Take the unintended results of menthol prohibition, for instance. When a menthol ban was floated during the Trump administration, Jonathan Haggerty and Arthur Rizer of the R Street Institute noted that while the intention was to keep the black community healthy, a ban would do just the opposite.
“The primary purpose of a ban is to reduce smoking rates — a laudable goal. Over 19 million people smoke menthols in the United States. And certainly, cigarettes are not heroin; many people may just give up smoking or switch to unflavored cigarettes if menthols are banned,” Haggerty and Rizer wrote in a 2019 Op-Ed in the Daily Caller.
“But researchers have found that to smokers, menthol and non-menthol cigarettes are not close substitutes, suggesting that if banned, many smokers will seek illicit versions of menthols.
“Indeed, banning any in-demand product will always create a black market, and every indication shows that a menthol ban would create a big one — potentially a multi-billion dollar one. Consider the history America has with bans. Alcohol prohibition may have reduced drinking rates initially, but it also generated some of the deadliest organized crime syndicates in our nation’s history. Similarly, some research suggests that state laws repealing marijuana prohibition may have increased use among adults, but as legal marijuana has cut into cartel profits, the repeals have also reduced the violence associated with the black market.”
A 2014 paper, indeed, found a ban would contribute to violence if it “follows the pattern set by other illicit drug markets.”
“Tragically, the black market’s effects could be worst felt in the communities that already experience high crime and incarcerations rates. African American smokers overwhelmingly prefer menthol cigarettes, so it’s likely that a menthol ban would have a disproportionate impact in these communities,” Haggerty and Rizer wrote.

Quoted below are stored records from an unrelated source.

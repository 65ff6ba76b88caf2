//! Property-based tests for conversions
//!
//! Invariants checked for generated inputs:
//! - Parameter order survives every structural round trip
//! - Type inference is deterministic
//! - Docstrings re-parse to the IR they were emitted from

use doctrans::emit::{self, ClassOptions, EmitOptions};
use doctrans::parse::{self, ParseOptions};
use doctrans::syntax::Stmt;
use doctrans::{
    emit_docstring, infer, parse_docstring, parse_statement, to_source, DocstringEmitOptions,
    FunctionKind, IntermediateRepr, ParamVal,
};
use proptest::prelude::*;

const PYTHON_KEYWORDS: &[&str] = &[
    "and", "as", "assert", "async", "await", "break", "class", "continue", "def", "del", "elif",
    "else", "except", "finally", "for", "from", "global", "if", "import", "in", "is", "lambda",
    "nonlocal", "not", "or", "pass", "raise", "return", "try", "while", "with", "yield",
];

fn python_identifier() -> impl Strategy<Value = String> {
    "[a-z][a-z0-9_]{0,10}".prop_filter("not reserved", |s| {
        !PYTHON_KEYWORDS.contains(&s.as_str()) && !matches!(s.as_str(), "self" | "cls")
    })
}

fn python_type() -> impl Strategy<Value = String> {
    prop::sample::select(vec!["str", "int", "bool", "float", "dict", "Optional[str]", "List[int]"])
        .prop_map(str::to_string)
}

fn description() -> impl Strategy<Value = String> {
    "[a-z]{1,8}( [a-z]{1,8}){0,4}"
}

/// IR with unique parameter names in generation order; some parameters are
/// documented only
fn ir_strategy() -> impl Strategy<Value = IntermediateRepr> {
    let param = (python_identifier(), prop::option::of(python_type()), description());
    prop::collection::vec(param, 0..6).prop_map(|params| {
        let mut ir = IntermediateRepr::new();
        for (name, typ, doc) in params {
            if !ir.params.contains_key(&name) {
                ir.params.insert(name, ParamVal { typ, ..ParamVal::new().with_doc(doc) });
            }
        }
        ir
    })
}

fn names(ir: &IntermediateRepr) -> Vec<String> {
    ir.params.keys().map(str::to_string).collect()
}

proptest! {
    #[test]
    fn prop_function_round_trip_preserves_params(ir in ir_strategy()) {
        let stmt = emit::function(&ir, &EmitOptions::default()).unwrap();
        let Stmt::FunctionDef(def) = parse_statement(&to_source(&stmt)).unwrap() else {
            panic!("expected a function");
        };
        let parsed = parse::function(&def, &ParseOptions::default()).unwrap();
        prop_assert_eq!(
            parsed,
            IntermediateRepr {
                name: Some("function".into()),
                kind: Some(FunctionKind::Static),
                ..ir
            }
        );
    }

    #[test]
    fn prop_class_round_trip_preserves_order(ir in ir_strategy()) {
        let stmt = emit::class_(&ir, &EmitOptions::default(), &ClassOptions::default()).unwrap();
        let Stmt::ClassDef(class) = parse_statement(&to_source(&stmt)).unwrap() else {
            panic!("expected a class");
        };
        let parsed = parse::class_(&class, &ParseOptions::default()).unwrap();
        prop_assert_eq!(names(&parsed), names(&ir));
        prop_assert_eq!(parsed.params, ir.params);
    }

    #[test]
    fn prop_docstring_round_trip(ir in ir_strategy()) {
        let options = DocstringEmitOptions {
            emit_types: true,
            ..DocstringEmitOptions::default()
        };
        let text = emit_docstring(&ir, &options).unwrap();
        prop_assert_eq!(parse_docstring(&text, None), ir);
    }

    #[test]
    fn prop_inference_is_deterministic(text in ".{0,60}", name in python_identifier()) {
        prop_assert_eq!(infer(&text, &name), infer(&text, &name));
    }
}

“In fact, the National Black Chamber of Commerce and the National Organization of Black Law Enforcement oppose a menthol ban, citing concerns that an illicit market could lead to aggressive policing of and enforcement against communities of color. These concerns are not idle ones: In 2014 Eric Garner, an African American, died in police custody after being arrested for selling illicit cigarettes.”
But this’ll be different, McGinley wrote in The Post, noting that “ban supporters, including many in the Black community, counter that the idea that a menthol ban would ‘criminalize’ the use of menthol cigarettes or lead to confrontations with the police is a red herring. They note that a ban would apply to manufacturers, wholesalers and retailers, not to consumers. The FDA does not have a police force or take action against individual users, they add.”

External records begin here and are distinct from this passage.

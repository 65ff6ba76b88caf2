//! IR to a class with typed class-level fields

use super::{docstring_stmt, EmitOptions};
use crate::core::errors::Result;
use crate::core::ir::{Header, IntermediateRepr, ParamVal, RETURN_KEY};
use crate::docstring::FieldWord;
use crate::syntax::{Arg, Arguments, ClassDef, Expr, FunctionDef, Stmt};
use serde::{Deserialize, Serialize};
use tracing::debug;

pub const DEFAULT_CLASS_NAME: &str = "ConfigClass";

#[derive(Debug, Clone, PartialEq, Eq, Serialize, Deserialize)]
#[serde(default)]
pub struct ClassOptions {
    /// Overrides the name taken from the IR
    pub class_name: Option<String>,
    pub bases: Vec<String>,
    /// Add a `__call__` method assigning every field
    pub emit_call: bool,
}

impl Default for ClassOptions {
    fn default() -> Self {
        Self {
            class_name: None,
            bases: vec!["object".to_string()],
            emit_call: false,
        }
    }
}

/// Declaration for one field; `None` for a field only the docstring can
/// carry (no type, no default)
fn field(name: &str, param: &ParamVal, inline_types: bool) -> Option<Stmt> {
    let target = Expr::name(name);
    let value = param.default.as_ref().map(|d| d.to_expr());
    // an annotation is the only way to declare a field without a value
    let annotation = param
        .typ
        .as_deref()
        .filter(|_| inline_types || value.is_none());
    match (annotation, value) {
        (Some(typ), value) => Some(Stmt::AnnAssign {
            target,
            annotation: Expr::Raw(typ.to_string()),
            value,
        }),
        (None, Some(value)) => Some(Stmt::Assign { target, value }),
        (None, None) => None,
    }
}

fn call_method(ir: &IntermediateRepr) -> Stmt {
    let mut body: Vec<Stmt> = ir
        .params
        .keys()
        .map(|name| Stmt::Assign {
            target: Expr::attr(Expr::name("self"), name),
            value: Expr::name(name),
        })
        .collect();
    body.extend(ir.body.iter().cloned());

    let mut args = vec![Arg::new("self")];
    args.extend(ir.params.keys().map(Arg::new));
    Stmt::FunctionDef(FunctionDef {
        name: "__call__".to_string(),
        args: Arguments {
            args,
            ..Arguments::default()
        },
        body,
        ..FunctionDef::default()
    })
}

/// Emit a class whose docstring documents each field with `:cvar`
pub fn class_(
    ir: &IntermediateRepr,
    options: &EmitOptions,
    class_options: &ClassOptions,
) -> Result<Stmt> {
    let name = class_options
        .class_name
        .clone()
        .or_else(|| ir.name.clone())
        .unwrap_or_else(|| DEFAULT_CLASS_NAME.to_string());
    debug!(name = %name, params = ir.params.len(), "Emitting class");

    let mut body = Vec::new();
    body.extend(docstring_stmt(
        ir,
        &options.docstring_options(FieldWord::Cvar),
        options.indent_level,
    )?);
    body.extend(
        ir.params
            .iter()
            .filter_map(|(name, param)| field(name, param, options.inline_types)),
    );
    if let Some(returns) = &ir.returns {
        body.extend(field(RETURN_KEY, returns, options.inline_types));
    }

    if class_options.emit_call {
        body.push(call_method(ir));
    } else if !ir.body.is_empty() {
        debug!(
            statements = ir.body.len(),
            "Dropping body statements without a __call__ method"
        );
    }

    let (decorators, bases, keywords) = match &ir.header {
        Header::Class {
            decorators,
            bases,
            keywords,
        } => (decorators.clone(), bases.clone(), keywords.clone()),
        _ => (Vec::new(), Vec::new(), Vec::new()),
    };
    let bases = if bases.is_empty() {
        class_options.bases.iter().map(Expr::name).collect()
    } else {
        bases
    };

    Ok(Stmt::ClassDef(ClassDef {
        name,
        decorators,
        bases,
        keywords,
        body,
    }))
}
//! `.doctrans.toml` configuration

mod core;
mod loader;

pub use self::core::DoctransConfig;
pub use loader::{
    directory_ancestors, load_config, load_config_from, parse_config, read_config,
    CONFIG_FILE_NAME,
};

#[cfg(test)]
mod tests {
    use super::*;
    use crate::core::values::{DocstringFormat, FunctionKind};
    use crate::core::DoctransError;
    use std::fs;
    use tempfile::TempDir;

    #[test]
    fn test_parse_config_sections() {
        let config = parse_config(
            r#"
            [emit]
            inline_types = false
            function_type = "cls"

            [parse]
            docstring_format = "google"
            infer_type = true

            [class]
            bases = ["Base"]
            "#,
        )
        .unwrap();
        assert!(!config.emit.inline_types);
        assert_eq!(config.emit.function_type, Some(FunctionKind::ClassMethod));
        assert_eq!(config.parse.docstring_format, Some(DocstringFormat::Google));
        assert!(config.parse.infer_type);
        assert_eq!(config.class.bases, vec!["Base".to_string()]);
        assert_eq!(config.table.metadata_name, "metadata");
    }

    #[test]
    fn test_parse_config_rejects_bad_toml() {
        assert!(matches!(
            parse_config("[emit\ninline_types = 3"),
            Err(DoctransError::Config(_))
        ));
    }

    #[test]
    fn test_directory_ancestors_depth() {
        let dirs: Vec<_> = directory_ancestors("/a/b/c".into(), 2).collect();
        assert_eq!(dirs.len(), 2);
        assert!(dirs[1].ends_with("b"));
    }

    #[test]
    fn test_load_config_searches_ancestors() {
        let root = TempDir::new().unwrap();
        fs::write(
            root.path().join(CONFIG_FILE_NAME),
            "[emit]\nemit_default_doc = false\n",
        )
        .unwrap();
        let nested = root.path().join("pkg").join("sub");
        fs::create_dir_all(&nested).unwrap();
        assert!(!load_config_from(nested).emit.emit_default_doc);
    }

    #[test]
    fn test_invalid_explicit_config_falls_back_to_defaults() {
        let root = TempDir::new().unwrap();
        let path = root.path().join("broken.toml");
        fs::write(&path, "emit = 5").unwrap();
        assert_eq!(load_config(Some(&path)), DoctransConfig::default());
    }
}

So it’d just create a demand for black market cigarettes, but it wouldn’t penalize consumers. It’d just penalize the people who sell them to those consumers illegally — you know, like Eric Garner.
Furthermore, the idea that black individuals need government to step in to make health decisions for them is infantilizing. This is 2021, not 1961 or 1991. If you don’t know the risks, don’t worry — the government will apprise you of them at every turn. It’ll also make it difficult to buy any kind of cigarette until you’re over 21. Black market dealers tend not to be so stringent about age or ID requirements.
Not only is the swollen nanny state bad for choice; it’s also bad for health outcomes. America needs to just say no to a menthol ban.
This article appeared originally on The Western Journal.